» Work item:
Return the lines below that contain the word "only".

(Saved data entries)
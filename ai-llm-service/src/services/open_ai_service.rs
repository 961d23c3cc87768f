//! OpenAI (ChatGPT) service for chat completions.
//!
//! Endpoints are derived from `LlmModelConfig::endpoint`:
//! - POST {endpoint}/v1/chat/completions — streaming or single-shot completion
//!
//! Constructor validation:
//! - `cfg.api_key` must be present
//! - `cfg.endpoint` must start with http:// or https://
//!
//! Errors are normalized via unified error types in `error_handler`.

use std::{
    collections::VecDeque,
    pin::Pin,
    time::{Duration, Instant},
};

use futures::{Stream, StreamExt, stream};
use reqwest::header;
use serde::{Deserialize, Serialize};
use tracing::{debug, error, info, warn};

use crate::{
    config::llm_model_config::LlmModelConfig,
    error_handler::{AiLlmError, HttpError, ProviderError, make_snippet},
    services::sse::{SseDecoder, SseEvent},
};

/// Ordered, forward-only sequence of completion fragments.
///
/// Dropping the stream drops the underlying HTTP response, which closes the
/// upstream connection.
pub type CompletionStream = Pin<Box<dyn Stream<Item = Result<String, AiLlmError>> + Send>>;

const CONNECT_TIMEOUT: Duration = Duration::from_secs(10);
const DEFAULT_TIMEOUT: Duration = Duration::from_secs(120);
const DEFAULT_STREAM_IDLE: Duration = Duration::from_secs(30);

/// Thin client for the OpenAI chat completions API.
///
/// Constructed from a complete [`LlmModelConfig`]. Internally keeps a
/// preconfigured `reqwest::Client` (with timeouts and default headers) that
/// is shared by every request.
///
/// High-level operations:
/// - [`OpenAiService::stream_chat`] — completion as a [`CompletionStream`]
/// - [`OpenAiService::generate`]    — single, non-streaming completion
#[derive(Debug)]
pub struct OpenAiService {
    client: reqwest::Client,
    cfg: LlmModelConfig,
    url_chat: String,
}

impl OpenAiService {
    /// Creates a new [`OpenAiService`] from the given config.
    ///
    /// # Errors
    /// - [`ProviderError::MissingApiKey`] if `cfg.api_key` is `None` or blank
    /// - [`ProviderError::InvalidEndpoint`] if `cfg.endpoint` is invalid
    /// - [`ProviderError::InvalidApiKey`] if the key cannot be sent as a header
    /// - [`AiLlmError::HttpTransport`] if the HTTP client cannot be built
    pub fn new(cfg: LlmModelConfig) -> Result<Self, AiLlmError> {
        // 1) API key must be present.
        let api_key = cfg
            .api_key
            .clone()
            .filter(|k| !k.trim().is_empty())
            .ok_or(ProviderError::MissingApiKey)?;

        // 2) Endpoint must use http/https.
        let endpoint = cfg.endpoint.trim();
        if endpoint.is_empty()
            || !(endpoint.starts_with("http://") || endpoint.starts_with("https://"))
        {
            return Err(ProviderError::InvalidEndpoint(cfg.endpoint.clone()).into());
        }

        // 3) HTTP client: timeouts + default headers.
        let timeout = cfg
            .timeout_secs
            .map(Duration::from_secs)
            .unwrap_or(DEFAULT_TIMEOUT);

        let mut headers = header::HeaderMap::new();
        let mut auth = header::HeaderValue::from_str(&format!("Bearer {}", api_key.trim()))
            .map_err(|e| ProviderError::InvalidApiKey(e.to_string()))?;
        auth.set_sensitive(true);
        headers.insert(header::AUTHORIZATION, auth);
        headers.insert(
            header::CONTENT_TYPE,
            header::HeaderValue::from_static("application/json"),
        );

        let client = reqwest::Client::builder()
            .connect_timeout(CONNECT_TIMEOUT)
            .timeout(timeout)
            .default_headers(headers)
            .build()?;

        let base = endpoint.trim_end_matches('/').to_string();
        let url_chat = format!("{}/v1/chat/completions", base);

        info!(
            model = %cfg.model,
            endpoint = %cfg.endpoint,
            stream = cfg.stream,
            timeout_secs = timeout.as_secs(),
            "OpenAiService initialized"
        );

        Ok(Self {
            client,
            cfg,
            url_chat,
        })
    }

    /// Sends `prompt` as a single user message and returns the completion as
    /// a stream of text fragments, in the order the provider emits them.
    ///
    /// The upstream status is checked before this returns, so a rejected
    /// request never yields a stream. When the config disables streaming the
    /// full completion is fetched with [`generate`](Self::generate) and
    /// yielded as one fragment.
    ///
    /// # Errors
    /// - [`ProviderError::HttpStatus`] for non-2xx responses
    /// - [`AiLlmError::HttpTransport`] for client/network failures
    ///
    /// Items of the stream may fail with [`AiLlmError::Timeout`] (idle
    /// timeout), [`ProviderError::Upstream`], [`ProviderError::Decode`] or a
    /// transport error; the stream ends after the first error.
    pub async fn stream_chat(&self, prompt: &str) -> Result<CompletionStream, AiLlmError> {
        if !self.cfg.stream {
            let text = self.generate(prompt).await?;
            return Ok(Box::pin(stream::once(async move { Ok(text) })));
        }

        let started = Instant::now();
        let body = ChatCompletionRequest::from_cfg(&self.cfg, prompt, true);

        debug!(
            model = %self.cfg.model,
            endpoint = %self.cfg.endpoint,
            prompt_len = prompt.len(),
            "POST {} (stream)", self.url_chat
        );

        let resp = self.client.post(&self.url_chat).json(&body).send().await?;
        let resp = self.ensure_success(resp, started).await?;

        info!(
            model = %self.cfg.model,
            latency_ms = started.elapsed().as_millis(),
            "chat completion stream opened"
        );

        let idle = self
            .cfg
            .stream_idle_secs
            .map(Duration::from_secs)
            .unwrap_or(DEFAULT_STREAM_IDLE);

        Ok(fragment_stream(
            Box::pin(resp.bytes_stream()),
            idle,
            self.cfg.model.clone(),
            started,
        ))
    }

    /// Performs a **non-streaming** chat completion request (`/v1/chat/completions`).
    ///
    /// Mapped options from config: `model`, `temperature`, `top_p`, `max_tokens`.
    ///
    /// # Errors
    /// - [`ProviderError::HttpStatus`] for non-2xx responses
    /// - [`AiLlmError::HttpTransport`] for client/network failures
    /// - [`ProviderError::Decode`] if the JSON cannot be parsed
    /// - [`ProviderError::EmptyChoices`] if no choices are returned
    pub async fn generate(&self, prompt: &str) -> Result<String, AiLlmError> {
        let started = Instant::now();
        let body = ChatCompletionRequest::from_cfg(&self.cfg, prompt, false);

        debug!(
            model = %self.cfg.model,
            endpoint = %self.cfg.endpoint,
            prompt_len = prompt.len(),
            "POST {}", self.url_chat
        );

        let resp = self.client.post(&self.url_chat).json(&body).send().await?;
        let resp = self.ensure_success(resp, started).await?;

        let out: ChatCompletionResponse = match resp.json().await {
            Ok(v) => v,
            Err(e) => {
                error!(
                    error = %e,
                    model = %self.cfg.model,
                    latency_ms = started.elapsed().as_millis(),
                    "failed to decode /v1/chat/completions response"
                );
                return Err(ProviderError::Decode(format!(
                    "serde error: {e}; expected `choices[0].message.content`"
                ))
                .into());
            }
        };

        let content = out
            .choices
            .into_iter()
            .find_map(|c| c.message.content)
            .ok_or(ProviderError::EmptyChoices)?;

        info!(
            model = %self.cfg.model,
            latency_ms = started.elapsed().as_millis(),
            "chat completion completed"
        );

        Ok(content)
    }

    async fn ensure_success(
        &self,
        resp: reqwest::Response,
        started: Instant,
    ) -> Result<reqwest::Response, AiLlmError> {
        if resp.status().is_success() {
            return Ok(resp);
        }

        let status = resp.status();
        let url = self.url_chat.clone();
        let text = resp.text().await.unwrap_or_default();
        let snippet = make_snippet(&text);

        error!(
            %status,
            %url,
            %snippet,
            model = %self.cfg.model,
            latency_ms = started.elapsed().as_millis(),
            "OpenAI /v1/chat/completions returned non-success status"
        );

        Err(ProviderError::HttpStatus(HttpError {
            status,
            url,
            snippet,
        })
        .into())
    }
}

/* ===========================================================================
Streaming
======================================================================== */

struct FragmentState<S> {
    body: S,
    decoder: SseDecoder,
    pending: VecDeque<Result<String, AiLlmError>>,
    finished: bool,
    idle: Duration,
    fragments: usize,
    model: String,
    started: Instant,
}

impl<S> FragmentState<S> {
    fn absorb(&mut self, decoded: Result<Vec<SseEvent>, ProviderError>) {
        let events = match decoded {
            Ok(events) => events,
            Err(e) => {
                self.fail(e.into());
                return;
            }
        };
        for ev in events {
            if self.finished {
                break;
            }
            match ev {
                SseEvent::Delta(text) => self.pending.push_back(Ok(text)),
                SseEvent::Done => self.finished = true,
                SseEvent::Error(message) => self.fail(ProviderError::Upstream(message).into()),
            }
        }
    }

    fn fail(&mut self, err: AiLlmError) {
        self.pending.push_back(Err(err));
        self.finished = true;
    }
}

/// Turns a raw SSE byte stream into completion fragments.
///
/// Each wait for the next network chunk is bounded by `idle`.
pub(crate) fn fragment_stream<S, B, E>(
    body: S,
    idle: Duration,
    model: String,
    started: Instant,
) -> CompletionStream
where
    S: Stream<Item = Result<B, E>> + Send + Unpin + 'static,
    B: AsRef<[u8]> + Send + 'static,
    E: Into<AiLlmError> + Send + 'static,
{
    let state = FragmentState {
        body,
        decoder: SseDecoder::new(),
        pending: VecDeque::new(),
        finished: false,
        idle,
        fragments: 0,
        model,
        started,
    };

    Box::pin(stream::unfold(state, |mut st| async move {
        loop {
            if let Some(item) = st.pending.pop_front() {
                match &item {
                    Ok(_) => st.fragments += 1,
                    Err(e) => warn!(
                        error = %e,
                        model = %st.model,
                        fragments = st.fragments,
                        "chat completion stream failed"
                    ),
                }
                return Some((item, st));
            }

            if st.finished {
                info!(
                    model = %st.model,
                    fragments = st.fragments,
                    latency_ms = st.started.elapsed().as_millis(),
                    "chat completion stream finished"
                );
                return None;
            }

            match tokio::time::timeout(st.idle, st.body.next()).await {
                Err(_) => {
                    let idle = st.idle;
                    st.fail(AiLlmError::Timeout(idle));
                }
                Ok(Some(Ok(bytes))) => {
                    let decoded = st.decoder.push(bytes.as_ref());
                    st.absorb(decoded);
                }
                Ok(Some(Err(e))) => st.fail(e.into()),
                Ok(None) => {
                    // Connection closed without `[DONE]`: keep what was sent.
                    let decoded = st.decoder.finish();
                    st.absorb(decoded);
                    if !st.finished && !st.decoder.saw_data() {
                        st.fail(
                            ProviderError::Decode(
                                "response body carried no `data:` events".into(),
                            )
                            .into(),
                        );
                    }
                    st.finished = true;
                }
            }
        }
    }))
}

/* ===========================================================================
HTTP payloads & options
======================================================================== */

/// Request body for `/v1/chat/completions`.
#[derive(Debug, Serialize)]
struct ChatCompletionRequest<'a> {
    model: &'a str,
    messages: Vec<ChatMessage<'a>>,
    #[serde(skip_serializing_if = "Option::is_none")]
    temperature: Option<f32>,
    #[serde(skip_serializing_if = "Option::is_none")]
    top_p: Option<f32>,
    #[serde(skip_serializing_if = "Option::is_none")]
    max_tokens: Option<u32>,
    stream: bool,
}

impl<'a> ChatCompletionRequest<'a> {
    /// Builds a chat request from config with `prompt` as the only user message.
    fn from_cfg(cfg: &'a LlmModelConfig, prompt: &'a str, stream: bool) -> Self {
        Self {
            model: &cfg.model,
            messages: vec![ChatMessage {
                role: "user",
                content: prompt,
            }],
            temperature: cfg.temperature,
            top_p: cfg.top_p,
            max_tokens: cfg.max_tokens,
            stream,
        }
    }
}

/// Chat message for the OpenAI API.
#[derive(Debug, Serialize)]
struct ChatMessage<'a> {
    /// One of: "system" | "user" | "assistant" | ...
    role: &'a str,
    content: &'a str,
}

/// Minimal response for `/v1/chat/completions`.
#[derive(Debug, Deserialize)]
struct ChatCompletionResponse {
    choices: Vec<ChatChoice>,
}

#[derive(Debug, Deserialize)]
struct ChatChoice {
    message: ChatMessageOut,
}

#[derive(Debug, Deserialize)]
struct ChatMessageOut {
    content: Option<String>,
}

» Exercise result:
/// Ordered, forward-only sequence of completion fragments.
    /// Builds a chat request from config with `prompt` as the only user message.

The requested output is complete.